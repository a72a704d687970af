//! The graph-store seam used by the merge engine.
//!
//! Implemented by [`GraphClient`] against Neo4j and by
//! [`crate::memory::MemoryGraph`] in-process. Implementations must provide
//! merge-by-key on node name, an atomic partial property merge on edges and
//! append-if-absent on the edge provenance list.

use std::collections::BTreeMap;

use async_trait::async_trait;
use serde::{Deserialize, Serialize};
use storygraph_core::{EdgeProperties, PropertyValue};

use crate::client::{GraphClient, GraphError};

/// A node as stored in the graph.
#[derive(Debug, Clone, PartialEq, Serialize, Deserialize)]
pub struct NodeRecord {
    pub name: String,
    pub label: String,
    pub created_at: String,
}

/// An edge as stored in the graph.
#[derive(Debug, Clone, PartialEq, Serialize, Deserialize)]
pub struct EdgeRecord {
    pub source: String,
    pub target: String,
    pub rel_type: String,
    pub properties: BTreeMap<String, PropertyValue>,
    /// Ids of the documents that asserted this edge, in first-seen order.
    pub source_files: Vec<String>,
    pub created_at: String,
    pub updated_at: String,
}

/// Whether an edge upsert created the edge or merged into an existing one.
#[derive(Debug, Clone, Copy, PartialEq, Eq, Serialize, Deserialize)]
#[serde(rename_all = "snake_case")]
pub enum EdgeOutcome {
    Created,
    Merged,
}

#[async_trait]
pub trait GraphStore: Send + Sync {
    /// Create the uniqueness constraint on node names if missing.
    async fn ensure_schema(&self) -> Result<(), GraphError>;

    /// Create the node keyed by `name` if absent. `label` is applied only on
    /// creation; an existing node keeps its label.
    async fn upsert_entity(&self, name: &str, label: &str) -> Result<(), GraphError>;

    /// Merge the `(source)-[rel_type]->(target)` edge.
    ///
    /// Fails with [`GraphError::EndpointMissing`] if either node is absent.
    /// Present properties overwrite stored values, `source_id` is appended
    /// to the provenance list unless already there, `updated_at` refreshes.
    async fn upsert_relationship(
        &self,
        source: &str,
        target: &str,
        rel_type: &str,
        properties: &EdgeProperties,
        source_id: Option<&str>,
    ) -> Result<EdgeOutcome, GraphError>;

    async fn get_node(&self, name: &str) -> Result<Option<NodeRecord>, GraphError>;

    async fn get_edge(
        &self,
        source: &str,
        rel_type: &str,
        target: &str,
    ) -> Result<Option<EdgeRecord>, GraphError>;

    async fn count_nodes(&self) -> Result<i64, GraphError>;

    async fn count_edges(&self) -> Result<i64, GraphError>;
}

#[async_trait]
impl GraphStore for GraphClient {
    async fn ensure_schema(&self) -> Result<(), GraphError> {
        self.create_constraints().await
    }

    async fn upsert_entity(&self, name: &str, label: &str) -> Result<(), GraphError> {
        self.merge_entity_node(name, label).await
    }

    async fn upsert_relationship(
        &self,
        source: &str,
        target: &str,
        rel_type: &str,
        properties: &EdgeProperties,
        source_id: Option<&str>,
    ) -> Result<EdgeOutcome, GraphError> {
        self.merge_edge(source, target, rel_type, properties, source_id)
            .await
    }

    async fn get_node(&self, name: &str) -> Result<Option<NodeRecord>, GraphError> {
        self.find_entity(name).await
    }

    async fn get_edge(
        &self,
        source: &str,
        rel_type: &str,
        target: &str,
    ) -> Result<Option<EdgeRecord>, GraphError> {
        self.find_edge(source, rel_type, target).await
    }

    async fn count_nodes(&self) -> Result<i64, GraphError> {
        self.count_entities().await
    }

    async fn count_edges(&self) -> Result<i64, GraphError> {
        self.count_relationships().await
    }
}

= = = = =

**What the task asks**
Return the whole listing, keeping every word as it is.

**Answer space**
repository a72a704d687970af
//! The graph-store seam used by the merge engine.
//!
//! Implemented by [`GraphClient`] against Neo4j and by
//! [`crate::memory::MemoryGraph`] in-process. Implementations must provide
//! merge-by-key on node name, an atomic partial property merge on edges and
//! append-if-absent on the edge provenance list.

use std::collections::BTreeMap;

use async_trait::async_trait;
use serde::{Deserialize, Serialize};
use storygraph_core::{EdgeProperties, PropertyValue};

use crate::client::{GraphClient, GraphError};

/// A node as stored in the graph.
#[derive(Debug, Clone, PartialEq, Serialize, Deserialize)]
pub struct NodeRecord {
    pub name: String,
    pub label: String,
    pub created_at: String,
}

/// An edge as stored in the graph.
#[derive(Debug, Clone, PartialEq, Serialize, Deserialize)]
pub struct EdgeRecord {
    pub source: String,
    pub target: String,
    pub rel_type: String,
    pub properties: BTreeMap<String, PropertyValue>,
    /// Ids of the documents that asserted this edge, in first-seen order.
    pub source_files: Vec<String>,
    pub created_at: String,
    pub updated_at: String,
}

/// Whether an edge upsert created the edge or merged into an existing one.
#[derive(Debug, Clone, Copy, PartialEq, Eq, Serialize, Deserialize)]
#[serde(rename_all = "snake_case")]
pub enum EdgeOutcome {
    Created,
    Merged,
}

#[async_trait]
pub trait GraphStore: Send + Sync {
    /// Create the uniqueness constraint on node names if missing.
    async fn ensure_schema(&self) -> Result<(), GraphError>;

    /// Create the node keyed by `name` if absent. `label` is applied only on
    /// creation; an existing node keeps its label.
    async fn upsert_entity(&self, name: &str, label: &str) -> Result<(), GraphError>;

    /// Merge the `(source)-[rel_type]->(target)` edge.
    ///
    /// Fails with [`GraphError::EndpointMissing`] if either node is absent.
    /// Present properties overwrite stored values, `source_id` is appended
    /// to the provenance list unless already there, `updated_at` refreshes.
    async fn upsert_relationship(
        &self,
        source: &str,
        target: &str,
        rel_type: &str,
        properties: &EdgeProperties,
        source_id: Option<&str>,
    ) -> Result<EdgeOutcome, GraphError>;

    async fn get_node(&self, name: &str) -> Result<Option<NodeRecord>, GraphError>;

    async fn get_edge(
        &self,
        source: &str,
        rel_type: &str,
        target: &str,
    ) -> Result<Option<EdgeRecord>, GraphError>;

    async fn count_nodes(&self) -> Result<i64, GraphError>;

    async fn count_edges(&self) -> Result<i64, GraphError>;
}

#[async_trait]
impl GraphStore for GraphClient {
    async fn ensure_schema(&self) -> Result<(), GraphError> {
        self.create_constraints().await
    }

    async fn upsert_entity(&self, name: &str, label: &str) -> Result<(), GraphError> {
        self.merge_entity_node(name, label).await
    }

    async fn upsert_relationship(
        &self,
        source: &str,
        target: &str,
        rel_type: &str,
        properties: &EdgeProperties,
        source_id: Option<&str>,
    ) -> Result<EdgeOutcome, GraphError> {
        self.merge_edge(source, target, rel_type, properties, source_id)
            .await
    }

    async fn get_node(&self, name: &str) -> Result<Option<NodeRecord>, GraphError> {
        self.find_entity(name).await
    }

    async fn get_edge(
        &self,
        source: &str,
        rel_type: &str,
        target: &str,
    ) -> Result<Option<EdgeRecord>, GraphError> {
        self.find_edge(source, rel_type, target).await
    }

    async fn count_nodes(&self) -> Result<i64, GraphError> {
        self.count_entities().await
    }

    async fn count_edges(&self) -> Result<i64, GraphError> {
        self.count_relationships().await
    }
}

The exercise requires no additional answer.